Models in Times of Uncertainty
Data models seem to represent the real world, but a model can be misleading if the relationship between truth and information is not understood.
- By Barry Devlin
- February 1, 2019
If you consider data modeling to be an abstruse and arcane (albeit, necessary) process in database design, get your hard hat on now; we must drill much deeper into the abstract to define what "facts" really mean in today's digital business.
Data modeling emerged in the 1970s as a means of ensuring that databases, particularly relational ones, were internally consistent and mathematically sound. However, Peter Chen's seminal 1976 paper on the entity-relationship model adds: "This model incorporates some of the important semantic information about the real world." Since then, data models have become central artifacts in information systems design for the real world, but few practitioners now recall that phrase some of in Chen's description. It's really important.
Wikipedia's definition of a (scientific) model as "a simplified and idealized understanding of physical systems" reiterates the point. As digital business increasingly blurs the line between internal data processing systems and the online and physical worlds, we must focus on where the simplifications and idealizations are now too limiting or even misleading.
Missing from the Model
Traditional data modeling only addresses the current moment in time, as if nothing ever changes. Time is certainly not of the essence. I've previously written about the challenges of handling temporal data in databases and data lakes. Although progress continues in database technology, many data warehouse implementations still rely on the outdated and imperfect approaches of Kimball and Inmon. Data lakes lag further behind.
At a deeper level, models only deal in the present tense. An entity, such as customer or product, is declared at modeling time. As business goes digital, even these seemingly fundamental definitions may need to change on multiple occasions. Managing such change is currently left to application developers without any theoretical guidance.
However, there exists an even deeper level of theory that modelers of digital businesses must address. What is the nature of the "things" we write into databases and other data stores? Most of us blithely assume them to be "facts," although few people wonder what a fact is or how we would know if it were "true" or not.
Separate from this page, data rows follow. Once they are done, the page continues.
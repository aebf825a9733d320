/*
 * @Author       : 老董
 * @Date         : 2024-03-19
 * @Description  : JSON任务文件：数据集、超参数以及网络结构（或要继续训练的网络文件）
 *
 * 任务文件的顶层为`{ "jobs": [ ... ] }`，所有任务在开始训练前都会先被校验一遍。
 */

use std::path::{Path, PathBuf};

use serde::{Deserialize, Serialize};

use super::JobError;
use crate::data::datasets::face_image_shape;
use crate::data::{DatasetInfo, ImageSetLoader};
use crate::nn::{ActivationFunction, Network, TrainingOptions};

/// Leaky ReLU未指定泄露系数时的默认值
pub const DEFAULT_LEAKINESS: f64 = 0.01;

#[derive(Debug, Clone, Serialize, Deserialize, PartialEq)]
#[serde(deny_unknown_fields)]
pub struct JobFile {
    pub jobs: Vec<JobConfig>,
}

#[derive(Debug, Clone, Serialize, Deserialize, PartialEq)]
#[serde(deny_unknown_fields)]
pub struct JobConfig {
    /// 数据集名：`mnist`或`cifar-10`
    pub dataset: String,
    pub epochs: u32,
    /// 连续多少轮准确率没有提高就停止，不指定则从不提前停止
    #[serde(default, skip_serializing_if = "Option::is_none")]
    pub give_up_after: Option<u32>,
    pub minibatch_size: usize,
    pub learning_rate: f64,
    #[serde(default)]
    pub learning_rate_decay: f64,
    #[serde(default)]
    pub learning_rate_decay_point: f64,
    #[serde(default)]
    pub weight_decay: f64,
    /// 人脸数据集的图像缩小倍数（1、2或4），对其余数据集无效
    #[serde(default = "default_face_image_size")]
    pub face_image_size: usize,
    /// 随机种子，不指定则取自系统熵
    #[serde(default, skip_serializing_if = "Option::is_none")]
    pub seed: Option<u64>,
    /// 新网络的结构，与`network_file`二选一
    #[serde(default, skip_serializing_if = "Option::is_none")]
    pub network: Option<NetworkConfig>,
    /// 要继续训练的网络文件，与`network`二选一
    #[serde(default, skip_serializing_if = "Option::is_none")]
    pub network_file: Option<PathBuf>,
}

#[derive(Debug, Clone, Serialize, Deserialize, PartialEq)]
#[serde(deny_unknown_fields)]
pub struct NetworkConfig {
    /// 网络名，不指定则由数据集名和任务序号生成
    #[serde(default, skip_serializing_if = "Option::is_none")]
    pub name: Option<String>,
    pub layers: Vec<LayerConfig>,
}

#[derive(Debug, Clone, Serialize, Deserialize, PartialEq)]
#[serde(tag = "layer", rename_all = "snake_case")]
pub enum LayerConfig {
    FullyConnected {
        layer_size: usize,
        /// 丢弃概率，保留概率为`1 - dropout`
        #[serde(default)]
        dropout: f64,
        #[serde(default)]
        activation: ActivationName,
        #[serde(default, skip_serializing_if = "Option::is_none")]
        leakiness: Option<f64>,
    },
    Convolutional {
        filter_count: usize,
        filter_size: usize,
        #[serde(default)]
        padding: usize,
        #[serde(default = "default_stride")]
        stride: usize,
        #[serde(default)]
        activation: ActivationName,
        #[serde(default, skip_serializing_if = "Option::is_none")]
        leakiness: Option<f64>,
    },
    MaxPooling,
}

#[derive(Debug, Clone, Copy, Default, Serialize, Deserialize, PartialEq, Eq)]
#[serde(rename_all = "snake_case")]
pub enum ActivationName {
    #[default]
    Sigmoid,
    Relu,
    LeakyRelu,
    Tanh,
    None,
}

fn default_stride() -> usize {
    1
}

fn default_face_image_size() -> usize {
    ImageSetLoader::DEFAULT_FACE_SCALE
}

impl ActivationName {
    /// 转为激活函数，`None`表示不使用激活函数
    pub fn to_activation(
        self,
        leakiness: Option<f64>,
    ) -> Result<Option<ActivationFunction>, String> {
        if leakiness.is_some() && self != ActivationName::LeakyRelu {
            return Err("只有leaky_relu激活函数可以指定leakiness".to_string());
        }
        Ok(match self {
            ActivationName::Sigmoid => Some(ActivationFunction::Sigmoid),
            ActivationName::Relu => Some(ActivationFunction::ReLU),
            ActivationName::Tanh => Some(ActivationFunction::TanH),
            ActivationName::None => None,
            ActivationName::LeakyRelu => {
                let leakiness = leakiness.unwrap_or(DEFAULT_LEAKINESS);
                if !(leakiness > 0.0 && leakiness < 1.0) {
                    return Err(format!("leakiness须在(0, 1)内，当前为{leakiness}"));
                }
                Some(ActivationFunction::LeakyReLU { leakiness })
            }
        })
    }
}

impl JobFile {
    pub fn from_json(json: &str) -> Result<Self, JobError> {
        Ok(serde_json::from_str(json)?)
    }

    pub fn from_path<P: AsRef<Path>>(path: P) -> Result<Self, JobError> {
        let json = std::fs::read_to_string(path.as_ref())?;
        Self::from_json(&json)
    }

    /// 校验所有任务，返回第一个不合法的任务的错误
    pub fn validate(&self) -> Result<(), JobError> {
        if self.jobs.is_empty() {
            return Err(JobError::Invalid {
                job: 0,
                message: "任务文件中没有任何任务".to_string(),
            });
        }
        for (i, job) in self.jobs.iter().enumerate() {
            job.validate(i + 1)?;
        }
        Ok(())
    }
}

impl JobConfig {
    /// 校验超参数和网络结构（不载入数据集）
    ///
    /// # 参数
    /// - `job`: 任务序号（从1开始），用于错误信息
    pub fn validate(&self, job: usize) -> Result<(), JobError> {
        let invalid = |message: String| JobError::Invalid { job, message };

        if self.epochs == 0 {
            return Err(invalid("epochs须≥1".to_string()));
        }
        if self.give_up_after == Some(0) {
            return Err(invalid("give_up_after须≥1".to_string()));
        }
        if self.minibatch_size == 0 {
            return Err(invalid("minibatch_size须≥1".to_string()));
        }
        if !(self.learning_rate > 0.0) {
            return Err(invalid(format!(
                "learning_rate须>0，当前为{}",
                self.learning_rate
            )));
        }
        if !(0.0..1.0).contains(&self.learning_rate_decay) {
            return Err(invalid(format!(
                "learning_rate_decay须在[0, 1)内，当前为{}",
                self.learning_rate_decay
            )));
        }
        if !(self.learning_rate_decay_point >= 0.0) {
            return Err(invalid(format!(
                "learning_rate_decay_point须≥0，当前为{}",
                self.learning_rate_decay_point
            )));
        }
        if !(0.0..1.0).contains(&self.weight_decay) {
            return Err(invalid(format!(
                "weight_decay须在[0, 1)内，当前为{}",
                self.weight_decay
            )));
        }
        if face_image_shape(self.face_image_size).is_none() {
            return Err(invalid(format!(
                "face_image_size须为1、2或4，当前为{}",
                self.face_image_size
            )));
        }
        self.build_network(job).map(|_| ())
    }

    /// 数据集的形状与类别数
    pub fn dataset_info(&self, job: usize) -> Result<DatasetInfo, JobError> {
        if !ImageSetLoader::is_known(&self.dataset) {
            return Err(JobError::Invalid {
                job,
                message: format!(
                    "未知的数据集{}，可选: {}",
                    self.dataset,
                    ImageSetLoader::DATASETS.join(", ")
                ),
            });
        }
        ImageSetLoader::describe_scaled(&self.dataset, self.face_image_size).ok_or_else(|| {
            JobError::Invalid {
                job,
                message: format!("face_image_size须为1、2或4，当前为{}", self.face_image_size),
            }
        })
    }

    /// 按配置构建新网络或载入网络文件，并设置学习率、权重衰减和随机种子
    pub fn build_network(&self, job: usize) -> Result<Network, JobError> {
        let invalid = |message: String| JobError::Invalid { job, message };
        let info = self.dataset_info(job)?;

        let mut network = match (&self.network, &self.network_file) {
            (Some(config), None) => config
                .build(&self.default_name(job), info)
                .map_err(invalid)?,
            (None, Some(path)) => {
                let network = Network::load(path)
                    .map_err(|e| invalid(format!("无法载入{}: {e}", path.display())))?;
                let shape = network.input_shape();
                if (shape.planes, shape.rows, shape.columns)
                    != (info.channels, info.rows, info.columns)
                {
                    return Err(invalid(format!(
                        "{}的输入为{shape}，与数据集{}不符",
                        path.display(),
                        self.dataset
                    )));
                }
                network
            }
            _ => {
                return Err(invalid(
                    "network与network_file须指定且只能指定其中一个".to_string(),
                ));
            }
        };

        network
            .validate_output_layer(info.category_count)
            .map_err(|e| invalid(e.to_string()))?;
        network
            .set_learning_rate(self.learning_rate)
            .map_err(|e| invalid(e.to_string()))?;
        network
            .set_weight_decay(self.weight_decay)
            .map_err(|e| invalid(e.to_string()))?;
        if let Some(seed) = self.seed {
            network.set_seed(seed);
        }
        Ok(network)
    }

    pub fn training_options(&self, save_dir: &Path) -> TrainingOptions {
        TrainingOptions::new(self.epochs, self.minibatch_size)
            .give_up_after(self.give_up_after.unwrap_or(u32::MAX))
            .learning_rate_decay(self.learning_rate_decay, self.learning_rate_decay_point)
            .save_dir(save_dir)
    }

    fn default_name(&self, job: usize) -> String {
        format!("{}_job{job}", self.dataset.to_ascii_lowercase())
    }
}

impl NetworkConfig {
    fn build(&self, default_name: &str, info: DatasetInfo) -> Result<Network, String> {
        if self.layers.is_empty() {
            return Err("网络中没有任何层".to_string());
        }
        let name = self.name.as_deref().unwrap_or(default_name);
        let mut network = Network::new(name, info.channels, info.rows, info.columns)
            .map_err(|e| e.to_string())?;
        for (i, layer) in self.layers.iter().enumerate() {
            let layer_error = |message: String| format!("第{}层: {message}", i + 1);
            let added = match *layer {
                LayerConfig::FullyConnected {
                    layer_size,
                    dropout,
                    activation,
                    leakiness,
                } => {
                    if !(0.0..1.0).contains(&dropout) {
                        return Err(layer_error(format!("dropout须在[0, 1)内，当前为{dropout}")));
                    }
                    let activation = activation.to_activation(leakiness).map_err(layer_error)?;
                    network.add_fully_connected_layer(layer_size, activation, 1.0 - dropout)
                }
                LayerConfig::Convolutional {
                    filter_count,
                    filter_size,
                    padding,
                    stride,
                    activation,
                    leakiness,
                } => {
                    let activation = activation.to_activation(leakiness).map_err(layer_error)?;
                    network.add_convolutional_layer(
                        filter_count,
                        filter_size,
                        stride,
                        padding,
                        activation,
                    )
                }
                LayerConfig::MaxPooling => network.add_max_pooling_layer(),
            };
            added.map_err(|e| layer_error(e.to_string()))?;
        }
        Ok(network)
    }
}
Say What You Mean and Mean What You Say
Lars Rönnbäck, co-inventor of anchor modeling, provides food for thought in a recent article, "The Illusion of a Fact," where he explores whether "the statement 'There are no aliens on the dark side of the moon' [is] a fact." It isn't, but he concludes that "Information, is ... factless and instead has two parts, the pieces of information (posits) and the opinions about the pieces (assertions)."
If you wonder why this is important, I suggest you pay more attention to the plague of disinformation that has infected the Internet in recent years. Reactions such as "stupid readers," "villainous writers," or "immoral social media platforms" entirely miss the point.
Within the disinformation are many posits, supported by various levels of justification. Which of these posits becomes popular depends on people's assertions that they are true. Readers decide which posits they accept as truth based on their existing biases and the extent to which they trust whoever makes the assertion. To this extent, truth, like beauty, is in the eye of the beholder.
However, whenever we look at data in our data warehouses and lakes, we tend to assume -- data governance worries aside -- that what we see there are "the true facts" about the business. This may be reasonable for internally sourced information. However, as businesses onboard increasing volumes of information from untrustworthy social media and Internet of Things sources, this assumption must be carefully considered.
Tom Johnston also discusses these conundrums in depth in his 2014 book, "Bitemporal Data." His conclusion (private correspondence) is that "that there is no such thing as a 'God's eye' point of view from which any of us can see what things are really and truly like. So for us, lacking that God's eye point of view, there aren't just very few facts; there are no such facts at all. But even so, the distinction between 'fact' and 'belief' is clearly a useful one. In this useful sense, a fact is what nearly all well-informed people in a particular topic say that they know is the case."
Rönnbäck, in his formal research paper, coins the term transitional modeling for this model of information consisting of posits and assertions. Johnston, basing his thinking on the philosophical concept of "speech acts," further asserts that these considerations lead to the need for a tri-temporal model that includes information about who asserted (or retracted) certain posits and when. These are powerful concepts that merit wider consideration in the IT community as digital business becomes more pervasive.
Traditional modeling approaches, such as third normal form, anchor modeling, and data vault, can be considered as special cases of transitional modeling. However, it is unclear if the relational model, from which they originally sprang, is the best basis on which to proceed further. Nonetheless, relational databases can be used to at least test and prototype some of the ideas described here.
Regarding digital business and the increasing twin challenges of uncertainty in information and blatant disinformation, the approach for now is (sadly) restricted to recommendations to use metadata to record and track data sources and their reliability, and to communicate directly to businesspeople the dangers -- as well as the opportunities -- of using externally sourced data, especially in conjunction with internally sourced information.
Dr. Barry Devlin defined the first data warehouse architecture in 1985 and is among the world’s foremost authorities on BI, big data, and beyond. His 2013 book, Business unIntelligence, offers a new architecture for modern information use and management.